| Exercise input |
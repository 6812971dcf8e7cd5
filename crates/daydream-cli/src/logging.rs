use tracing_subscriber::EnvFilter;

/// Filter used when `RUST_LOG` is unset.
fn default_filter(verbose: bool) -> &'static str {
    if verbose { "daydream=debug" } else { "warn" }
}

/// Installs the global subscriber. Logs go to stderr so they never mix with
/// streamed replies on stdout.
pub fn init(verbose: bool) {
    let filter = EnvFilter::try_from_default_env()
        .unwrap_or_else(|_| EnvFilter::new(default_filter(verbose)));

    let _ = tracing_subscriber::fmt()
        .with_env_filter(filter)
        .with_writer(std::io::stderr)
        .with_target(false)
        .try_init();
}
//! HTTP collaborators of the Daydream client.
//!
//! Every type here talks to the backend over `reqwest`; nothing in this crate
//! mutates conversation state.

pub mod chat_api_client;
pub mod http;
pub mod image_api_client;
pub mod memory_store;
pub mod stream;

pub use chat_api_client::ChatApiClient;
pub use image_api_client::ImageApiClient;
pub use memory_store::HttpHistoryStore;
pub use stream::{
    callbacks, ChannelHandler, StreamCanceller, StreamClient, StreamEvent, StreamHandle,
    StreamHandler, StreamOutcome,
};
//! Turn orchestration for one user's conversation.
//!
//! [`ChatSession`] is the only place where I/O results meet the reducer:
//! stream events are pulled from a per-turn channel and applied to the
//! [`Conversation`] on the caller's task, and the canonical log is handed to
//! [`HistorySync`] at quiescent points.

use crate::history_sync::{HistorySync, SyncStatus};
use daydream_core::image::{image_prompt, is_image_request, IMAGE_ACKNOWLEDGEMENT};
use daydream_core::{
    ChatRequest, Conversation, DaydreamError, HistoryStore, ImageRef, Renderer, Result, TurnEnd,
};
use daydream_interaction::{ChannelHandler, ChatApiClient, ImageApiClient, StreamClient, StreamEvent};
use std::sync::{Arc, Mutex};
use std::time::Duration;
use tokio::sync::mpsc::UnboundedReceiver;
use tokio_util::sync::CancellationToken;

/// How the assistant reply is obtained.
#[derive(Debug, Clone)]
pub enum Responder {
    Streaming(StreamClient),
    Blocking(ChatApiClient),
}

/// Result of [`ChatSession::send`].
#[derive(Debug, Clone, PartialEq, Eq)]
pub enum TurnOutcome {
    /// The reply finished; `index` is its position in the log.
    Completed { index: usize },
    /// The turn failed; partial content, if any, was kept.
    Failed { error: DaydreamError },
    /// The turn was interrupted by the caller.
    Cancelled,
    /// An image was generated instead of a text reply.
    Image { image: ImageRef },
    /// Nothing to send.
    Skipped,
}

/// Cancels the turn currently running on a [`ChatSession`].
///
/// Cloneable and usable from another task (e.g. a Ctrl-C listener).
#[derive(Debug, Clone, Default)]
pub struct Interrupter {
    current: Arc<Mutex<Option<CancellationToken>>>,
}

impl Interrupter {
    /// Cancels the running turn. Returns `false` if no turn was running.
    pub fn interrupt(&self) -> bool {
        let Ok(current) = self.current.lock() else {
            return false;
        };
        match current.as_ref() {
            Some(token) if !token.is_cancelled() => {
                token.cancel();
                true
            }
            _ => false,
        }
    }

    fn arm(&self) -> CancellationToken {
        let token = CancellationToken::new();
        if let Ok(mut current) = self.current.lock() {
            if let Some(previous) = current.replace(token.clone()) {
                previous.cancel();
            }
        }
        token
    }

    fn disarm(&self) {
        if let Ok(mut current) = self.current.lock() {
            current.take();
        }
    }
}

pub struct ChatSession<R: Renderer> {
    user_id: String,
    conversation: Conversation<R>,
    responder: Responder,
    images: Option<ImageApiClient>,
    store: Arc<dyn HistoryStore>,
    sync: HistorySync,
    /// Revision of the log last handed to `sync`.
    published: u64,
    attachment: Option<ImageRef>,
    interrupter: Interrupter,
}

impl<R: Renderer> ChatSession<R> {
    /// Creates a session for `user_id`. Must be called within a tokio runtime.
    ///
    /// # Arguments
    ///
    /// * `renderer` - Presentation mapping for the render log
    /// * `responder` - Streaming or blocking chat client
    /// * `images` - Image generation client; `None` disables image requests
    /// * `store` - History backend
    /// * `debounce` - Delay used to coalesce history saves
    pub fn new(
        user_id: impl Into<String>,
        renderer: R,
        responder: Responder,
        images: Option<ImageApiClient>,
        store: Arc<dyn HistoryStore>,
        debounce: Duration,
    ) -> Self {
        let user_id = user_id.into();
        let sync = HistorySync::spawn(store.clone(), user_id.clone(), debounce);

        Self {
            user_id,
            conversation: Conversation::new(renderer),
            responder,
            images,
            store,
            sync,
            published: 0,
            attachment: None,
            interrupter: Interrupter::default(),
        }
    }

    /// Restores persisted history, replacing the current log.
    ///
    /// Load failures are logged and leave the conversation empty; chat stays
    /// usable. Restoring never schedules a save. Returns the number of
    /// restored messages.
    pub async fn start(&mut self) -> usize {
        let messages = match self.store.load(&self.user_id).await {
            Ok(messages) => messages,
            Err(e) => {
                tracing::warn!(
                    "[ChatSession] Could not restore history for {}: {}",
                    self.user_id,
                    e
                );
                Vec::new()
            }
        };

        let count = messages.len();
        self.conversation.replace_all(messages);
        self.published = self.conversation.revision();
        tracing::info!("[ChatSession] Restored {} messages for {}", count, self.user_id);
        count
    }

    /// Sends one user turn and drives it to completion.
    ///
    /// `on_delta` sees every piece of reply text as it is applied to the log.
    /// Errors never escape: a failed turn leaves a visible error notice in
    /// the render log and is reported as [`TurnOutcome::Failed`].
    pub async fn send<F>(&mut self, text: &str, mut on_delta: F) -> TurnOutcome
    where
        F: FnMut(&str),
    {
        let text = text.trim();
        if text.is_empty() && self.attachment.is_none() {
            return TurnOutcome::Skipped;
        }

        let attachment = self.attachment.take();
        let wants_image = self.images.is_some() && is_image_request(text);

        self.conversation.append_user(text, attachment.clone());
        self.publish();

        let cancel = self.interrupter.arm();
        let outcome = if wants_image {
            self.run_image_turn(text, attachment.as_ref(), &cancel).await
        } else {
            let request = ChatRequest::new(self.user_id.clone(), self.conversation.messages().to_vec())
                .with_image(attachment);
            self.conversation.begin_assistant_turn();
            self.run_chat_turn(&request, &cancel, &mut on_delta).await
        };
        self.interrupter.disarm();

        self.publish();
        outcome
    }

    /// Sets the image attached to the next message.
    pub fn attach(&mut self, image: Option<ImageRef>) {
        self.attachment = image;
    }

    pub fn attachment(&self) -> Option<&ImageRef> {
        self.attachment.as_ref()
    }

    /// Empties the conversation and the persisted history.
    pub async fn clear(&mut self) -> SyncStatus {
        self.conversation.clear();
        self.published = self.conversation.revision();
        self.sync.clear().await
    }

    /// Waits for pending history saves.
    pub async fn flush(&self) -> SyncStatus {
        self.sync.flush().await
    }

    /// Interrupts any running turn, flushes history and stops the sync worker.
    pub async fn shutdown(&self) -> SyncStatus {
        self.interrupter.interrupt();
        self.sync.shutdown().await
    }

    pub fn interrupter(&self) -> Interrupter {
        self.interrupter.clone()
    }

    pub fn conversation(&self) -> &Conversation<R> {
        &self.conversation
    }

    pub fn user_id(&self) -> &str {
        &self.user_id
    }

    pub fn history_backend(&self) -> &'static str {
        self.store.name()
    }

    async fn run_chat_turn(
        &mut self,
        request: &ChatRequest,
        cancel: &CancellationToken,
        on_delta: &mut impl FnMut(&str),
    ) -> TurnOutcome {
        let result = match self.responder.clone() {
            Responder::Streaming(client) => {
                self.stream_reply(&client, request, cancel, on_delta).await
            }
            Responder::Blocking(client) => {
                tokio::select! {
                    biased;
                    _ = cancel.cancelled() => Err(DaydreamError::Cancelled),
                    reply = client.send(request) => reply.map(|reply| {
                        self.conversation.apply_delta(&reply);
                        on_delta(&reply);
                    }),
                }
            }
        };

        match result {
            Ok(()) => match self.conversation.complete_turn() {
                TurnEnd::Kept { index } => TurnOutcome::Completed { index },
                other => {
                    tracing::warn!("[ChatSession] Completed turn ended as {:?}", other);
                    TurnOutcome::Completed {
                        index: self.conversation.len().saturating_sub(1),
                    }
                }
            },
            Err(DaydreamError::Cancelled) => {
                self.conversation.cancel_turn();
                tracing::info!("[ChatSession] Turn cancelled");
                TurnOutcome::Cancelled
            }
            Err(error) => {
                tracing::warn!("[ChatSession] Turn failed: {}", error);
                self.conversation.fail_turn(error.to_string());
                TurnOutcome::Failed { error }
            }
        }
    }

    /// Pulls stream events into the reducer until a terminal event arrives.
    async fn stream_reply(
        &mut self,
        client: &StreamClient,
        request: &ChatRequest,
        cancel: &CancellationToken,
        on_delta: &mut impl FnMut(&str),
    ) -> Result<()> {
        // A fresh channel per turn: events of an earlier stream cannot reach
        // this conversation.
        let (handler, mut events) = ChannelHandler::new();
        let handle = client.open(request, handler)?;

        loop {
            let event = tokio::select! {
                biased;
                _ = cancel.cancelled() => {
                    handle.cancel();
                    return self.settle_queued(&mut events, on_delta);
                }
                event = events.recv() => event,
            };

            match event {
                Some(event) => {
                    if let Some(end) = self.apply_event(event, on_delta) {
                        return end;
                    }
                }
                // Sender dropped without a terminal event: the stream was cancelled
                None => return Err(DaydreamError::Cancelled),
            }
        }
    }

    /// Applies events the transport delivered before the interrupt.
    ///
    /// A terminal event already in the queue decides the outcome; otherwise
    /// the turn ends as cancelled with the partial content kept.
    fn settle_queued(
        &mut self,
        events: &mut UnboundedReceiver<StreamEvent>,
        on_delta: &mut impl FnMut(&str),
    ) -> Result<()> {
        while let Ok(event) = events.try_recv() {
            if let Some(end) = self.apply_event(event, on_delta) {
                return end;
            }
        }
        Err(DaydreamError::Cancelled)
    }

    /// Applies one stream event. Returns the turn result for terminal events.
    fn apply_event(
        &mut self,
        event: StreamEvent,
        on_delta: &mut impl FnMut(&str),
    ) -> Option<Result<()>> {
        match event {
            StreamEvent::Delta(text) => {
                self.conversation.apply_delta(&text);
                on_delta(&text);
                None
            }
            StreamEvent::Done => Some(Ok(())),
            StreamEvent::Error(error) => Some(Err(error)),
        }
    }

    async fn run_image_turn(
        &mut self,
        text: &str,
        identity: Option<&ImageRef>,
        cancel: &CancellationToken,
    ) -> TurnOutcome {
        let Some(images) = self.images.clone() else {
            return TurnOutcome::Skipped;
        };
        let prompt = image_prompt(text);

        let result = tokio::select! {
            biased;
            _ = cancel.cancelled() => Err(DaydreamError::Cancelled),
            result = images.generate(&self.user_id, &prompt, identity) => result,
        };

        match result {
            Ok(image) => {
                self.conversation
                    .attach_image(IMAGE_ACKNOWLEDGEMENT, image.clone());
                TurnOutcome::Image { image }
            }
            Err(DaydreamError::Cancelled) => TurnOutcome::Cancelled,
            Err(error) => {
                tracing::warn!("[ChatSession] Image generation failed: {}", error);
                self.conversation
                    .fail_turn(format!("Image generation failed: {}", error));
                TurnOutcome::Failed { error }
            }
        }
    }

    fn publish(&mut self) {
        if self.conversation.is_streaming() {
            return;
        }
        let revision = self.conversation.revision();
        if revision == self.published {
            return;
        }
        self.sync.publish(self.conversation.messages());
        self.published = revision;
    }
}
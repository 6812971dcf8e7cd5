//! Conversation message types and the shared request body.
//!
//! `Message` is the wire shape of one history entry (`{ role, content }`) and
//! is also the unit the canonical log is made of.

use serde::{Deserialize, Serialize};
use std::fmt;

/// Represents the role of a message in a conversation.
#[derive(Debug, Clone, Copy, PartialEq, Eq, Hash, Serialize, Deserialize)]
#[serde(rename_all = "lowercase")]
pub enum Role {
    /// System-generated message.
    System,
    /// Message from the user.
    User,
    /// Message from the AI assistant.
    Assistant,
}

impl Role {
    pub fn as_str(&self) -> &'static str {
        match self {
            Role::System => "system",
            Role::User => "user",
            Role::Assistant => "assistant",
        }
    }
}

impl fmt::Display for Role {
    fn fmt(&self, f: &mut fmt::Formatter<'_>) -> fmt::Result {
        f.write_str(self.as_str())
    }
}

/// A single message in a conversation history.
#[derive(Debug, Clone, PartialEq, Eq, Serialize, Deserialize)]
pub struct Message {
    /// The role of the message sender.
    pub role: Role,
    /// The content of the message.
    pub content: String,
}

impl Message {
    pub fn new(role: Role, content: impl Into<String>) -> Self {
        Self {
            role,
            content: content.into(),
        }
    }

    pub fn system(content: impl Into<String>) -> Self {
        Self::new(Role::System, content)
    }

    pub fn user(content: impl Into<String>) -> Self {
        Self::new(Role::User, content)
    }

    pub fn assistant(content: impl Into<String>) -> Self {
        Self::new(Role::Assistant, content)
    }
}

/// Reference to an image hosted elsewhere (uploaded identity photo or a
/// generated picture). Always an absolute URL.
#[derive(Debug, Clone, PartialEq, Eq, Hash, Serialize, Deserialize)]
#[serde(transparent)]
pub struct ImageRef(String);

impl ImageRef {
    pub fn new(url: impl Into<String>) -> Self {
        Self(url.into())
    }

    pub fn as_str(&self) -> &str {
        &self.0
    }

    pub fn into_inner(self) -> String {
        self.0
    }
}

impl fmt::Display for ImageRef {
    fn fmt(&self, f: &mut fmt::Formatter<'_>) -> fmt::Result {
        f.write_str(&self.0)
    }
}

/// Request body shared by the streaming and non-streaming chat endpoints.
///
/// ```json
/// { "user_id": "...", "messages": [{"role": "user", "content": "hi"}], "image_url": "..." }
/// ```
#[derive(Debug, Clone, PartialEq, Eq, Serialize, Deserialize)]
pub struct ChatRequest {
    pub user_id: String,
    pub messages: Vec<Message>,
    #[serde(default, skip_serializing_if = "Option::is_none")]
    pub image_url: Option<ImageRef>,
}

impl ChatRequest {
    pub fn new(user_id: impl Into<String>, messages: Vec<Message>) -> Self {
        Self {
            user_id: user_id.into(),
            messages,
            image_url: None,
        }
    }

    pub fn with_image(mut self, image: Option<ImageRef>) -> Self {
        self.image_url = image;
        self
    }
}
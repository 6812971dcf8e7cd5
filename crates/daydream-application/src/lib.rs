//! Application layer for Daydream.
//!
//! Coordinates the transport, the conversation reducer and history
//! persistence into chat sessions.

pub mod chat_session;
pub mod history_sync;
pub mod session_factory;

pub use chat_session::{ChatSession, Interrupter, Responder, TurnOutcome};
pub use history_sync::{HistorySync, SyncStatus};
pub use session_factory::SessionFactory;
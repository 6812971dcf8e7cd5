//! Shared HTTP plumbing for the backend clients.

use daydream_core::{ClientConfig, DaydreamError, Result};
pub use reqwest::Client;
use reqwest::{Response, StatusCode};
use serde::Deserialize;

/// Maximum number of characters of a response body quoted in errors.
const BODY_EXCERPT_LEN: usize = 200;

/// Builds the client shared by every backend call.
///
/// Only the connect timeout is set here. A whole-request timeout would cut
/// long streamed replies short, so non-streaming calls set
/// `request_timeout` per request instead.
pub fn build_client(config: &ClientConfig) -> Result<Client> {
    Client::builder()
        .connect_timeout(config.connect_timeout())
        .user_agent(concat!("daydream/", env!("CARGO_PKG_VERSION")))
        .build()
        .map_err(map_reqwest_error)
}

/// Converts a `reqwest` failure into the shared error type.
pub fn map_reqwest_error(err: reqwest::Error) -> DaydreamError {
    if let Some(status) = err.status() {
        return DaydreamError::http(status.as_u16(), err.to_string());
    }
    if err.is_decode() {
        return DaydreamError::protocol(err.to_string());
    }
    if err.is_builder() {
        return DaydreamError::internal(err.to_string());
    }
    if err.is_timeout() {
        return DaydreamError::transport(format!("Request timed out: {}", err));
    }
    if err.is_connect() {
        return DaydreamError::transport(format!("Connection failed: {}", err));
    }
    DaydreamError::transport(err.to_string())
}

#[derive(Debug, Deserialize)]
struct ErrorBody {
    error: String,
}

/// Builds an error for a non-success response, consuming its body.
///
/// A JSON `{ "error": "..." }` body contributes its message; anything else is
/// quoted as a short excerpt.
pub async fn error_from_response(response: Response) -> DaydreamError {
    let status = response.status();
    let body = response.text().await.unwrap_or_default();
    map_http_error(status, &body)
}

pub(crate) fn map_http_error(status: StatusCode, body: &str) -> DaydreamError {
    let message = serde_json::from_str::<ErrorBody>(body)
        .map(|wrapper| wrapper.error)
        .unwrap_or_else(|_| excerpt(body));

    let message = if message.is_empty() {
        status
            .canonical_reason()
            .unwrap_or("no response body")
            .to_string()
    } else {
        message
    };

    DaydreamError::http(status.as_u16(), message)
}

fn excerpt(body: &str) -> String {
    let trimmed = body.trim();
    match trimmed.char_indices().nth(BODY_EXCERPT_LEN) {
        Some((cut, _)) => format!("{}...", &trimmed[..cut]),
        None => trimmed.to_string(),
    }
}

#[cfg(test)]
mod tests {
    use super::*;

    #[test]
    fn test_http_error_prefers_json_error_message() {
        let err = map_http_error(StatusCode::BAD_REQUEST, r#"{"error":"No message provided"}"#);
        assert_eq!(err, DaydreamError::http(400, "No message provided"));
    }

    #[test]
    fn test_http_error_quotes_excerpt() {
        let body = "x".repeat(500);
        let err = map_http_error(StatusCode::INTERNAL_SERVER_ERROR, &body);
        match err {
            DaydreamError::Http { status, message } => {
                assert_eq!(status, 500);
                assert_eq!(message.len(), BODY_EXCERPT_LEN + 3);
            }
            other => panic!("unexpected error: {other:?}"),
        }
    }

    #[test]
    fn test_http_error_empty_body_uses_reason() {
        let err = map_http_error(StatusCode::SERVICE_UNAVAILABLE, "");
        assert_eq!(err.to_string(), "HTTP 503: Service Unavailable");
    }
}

| Task instructions |
Among the lines above, list those that contain the word "enum".

| Answer to this exercise |
pub enum Responder {
pub enum TurnOutcome {
pub enum Role {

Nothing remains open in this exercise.